Use the Qualys integration to automatically pull vulnerabilities from Qualys into Snapsec VM, so you can manage and track them inside a specific assessment. Once the integration is configured, Snapsec will fetch vulnerabilities from Qualys and show them under the Assessment ID you specify during setup.

1. Prerequisites

  • An active Qualys subscription with access to vulnerability data.
  • Qualys account credentials with permission to read scan results:
    • User Name
    • Password
  • Your Qualys API URL (for example, https://qualysapi.qualys.com or your regional endpoint).
  • In Snapsec VM:
    • An Assessment where imported Qualys vulnerabilities will be stored.
    • The Assessment ID of that assessment.

2. Create or select an assessment in Snapsec VM

  1. Log in to the Snapsec UI.
  2. Go to the VM / Assessments section.
  3. Either:
    • Create a new assessment (for example, Qualys - Production), or
    • Choose an existing assessment that should hold Qualys vulnerabilities.
  4. Open the assessment details and copy its Assessment ID.
You will use this Assessment ID during the Qualys integration so Snapsec knows where to place the imported findings.

3. Open the Qualys integration in Snapsec VM

  1. In Snapsec, go to VM → Integrations.
  2. Find the Qualys tile.
  3. Click Integrate (or Configure if you are editing an existing connection).
  4. A dialog like Integrate Qualys will open with the fields:
    • Name
    • User Name
    • Password
    • Assessment ID
    • API URL
    • Description

4. Fill in Qualys connection details

In the Integrate Qualys dialog:
  • Name: A friendly name for this integration (for example, Qualys - Prod or Qualys - EU Region).
  • User Name: Your Qualys API username.
  • Password: Your Qualys API password.
  • Assessment ID: Paste the Snapsec Assessment ID where you want Qualys vulnerabilities to appear.
  • API URL: Enter your Qualys API endpoint, for example:
    • https://qualysapi.qualys.com (global)
    • Or your region-specific URL from the Qualys documentation.
  • Description (optional): Any notes to help you remember what this integration is for (environment, scope, etc.).
Click Integrate to save and validate the connection. If the details are correct, the integration status will show as Connected.
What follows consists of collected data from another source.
use crate::chunking::{normalize_whitespace, split_page, ChunkingConfig};
use crate::error::ExtractionError;
use crate::extractor::{LopdfExtractor, PdfExtractor};
use crate::models::{AcquiredDocument, TextUnit};
use tracing::{info, warn};

pub struct DocumentFailure {
    pub document_id: String,
    pub error: ExtractionError,
}

/// Units from every readable document plus one failure per unreadable one.
pub struct ExtractionReport {
    pub units: Vec<TextUnit>,
    pub failures: Vec<DocumentFailure>,
}

pub struct DocumentStore<E = LopdfExtractor> {
    extractor: E,
    chunking: ChunkingConfig,
}

impl DocumentStore<LopdfExtractor> {
    pub fn new(chunking: ChunkingConfig) -> Self {
        Self::with_extractor(LopdfExtractor, chunking)
    }
}

impl<E: PdfExtractor> DocumentStore<E> {
    pub fn with_extractor(extractor: E, chunking: ChunkingConfig) -> Self {
        Self {
            extractor,
            chunking,
        }
    }

    /// Converts one document into text units in page order.
    pub fn extract(&self, document: &AcquiredDocument) -> Result<Vec<TextUnit>, ExtractionError> {
        let pages = self.extractor.extract_pages(&document.local_path)?;

        let mut units = Vec::new();
        for page in pages {
            let normalized = normalize_whitespace(&page.text);
            for piece in split_page(&normalized, self.chunking) {
                units.push(TextUnit {
                    document_id: document.document_id.clone(),
                    sequence: units.len() as u32,
                    page: page.number,
                    text: piece,
                });
            }
        }

        if units.is_empty() {
            return Err(ExtractionError::NoText(document.local_path.clone()));
        }

        Ok(units)
    }

    /// Extracts every document in acquisition order. A failing document
    /// contributes no units and does not stop the others.
    pub fn extract_all(&self, documents: &[AcquiredDocument]) -> ExtractionReport {
        let mut units = Vec::new();
        let mut failures = Vec::new();

        for document in documents {
            match self.extract(document) {
                Ok(document_units) => {
                    info!(
                        document_id = %document.document_id,
                        units = document_units.len(),
                        "document extracted"
                    );
                    units.extend(document_units);
                }
                Err(error) => {
                    warn!(document_id = %document.document_id, error = %error, "document skipped");
                    failures.push(DocumentFailure {
                        document_id: document.document_id.clone(),
                        error,
                    });
                }
            }
        }

        ExtractionReport { units, failures }
    }
}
5. How vulnerability import works

After the integration is successfully configured:
  • Snapsec VM will fetch vulnerabilities from Qualys using the credentials and API URL you provided.
  • All imported Qualys findings will be attached to the Assessment whose Assessment ID you entered during setup.
  • You can then:
    • View Qualys vulnerabilities in that assessment in Snapsec VM.
    • Triage, assign, and track remediation using Snapsec workflows.
    • Optionally link findings to ticketing systems (like Jira) if configured.
The exact import schedule and scope (which scans or assets are pulled) may depend on your workspace configuration. Contact your Snapsec administrator if you need to adjust how often data is synced or which Qualys data is imported.

6. Troubleshooting

  • Authentication errors:
    • Confirm your User Name and Password are correct and that the account is not locked.
    • Ensure API access is enabled for your Qualys account.
  • API URL issues:
    • Verify you are using the correct Qualys API endpoint for your region.
    • Make sure there are no extra spaces or trailing slashes.
  • No vulnerabilities showing in the assessment:
    • Check that the Assessment ID matches the one you intended in Snapsec VM.
    • Confirm that your Qualys account has recent vulnerability data.
If problems persist, share the error details and time of failure with your Snapsec support contact so they can investigate further.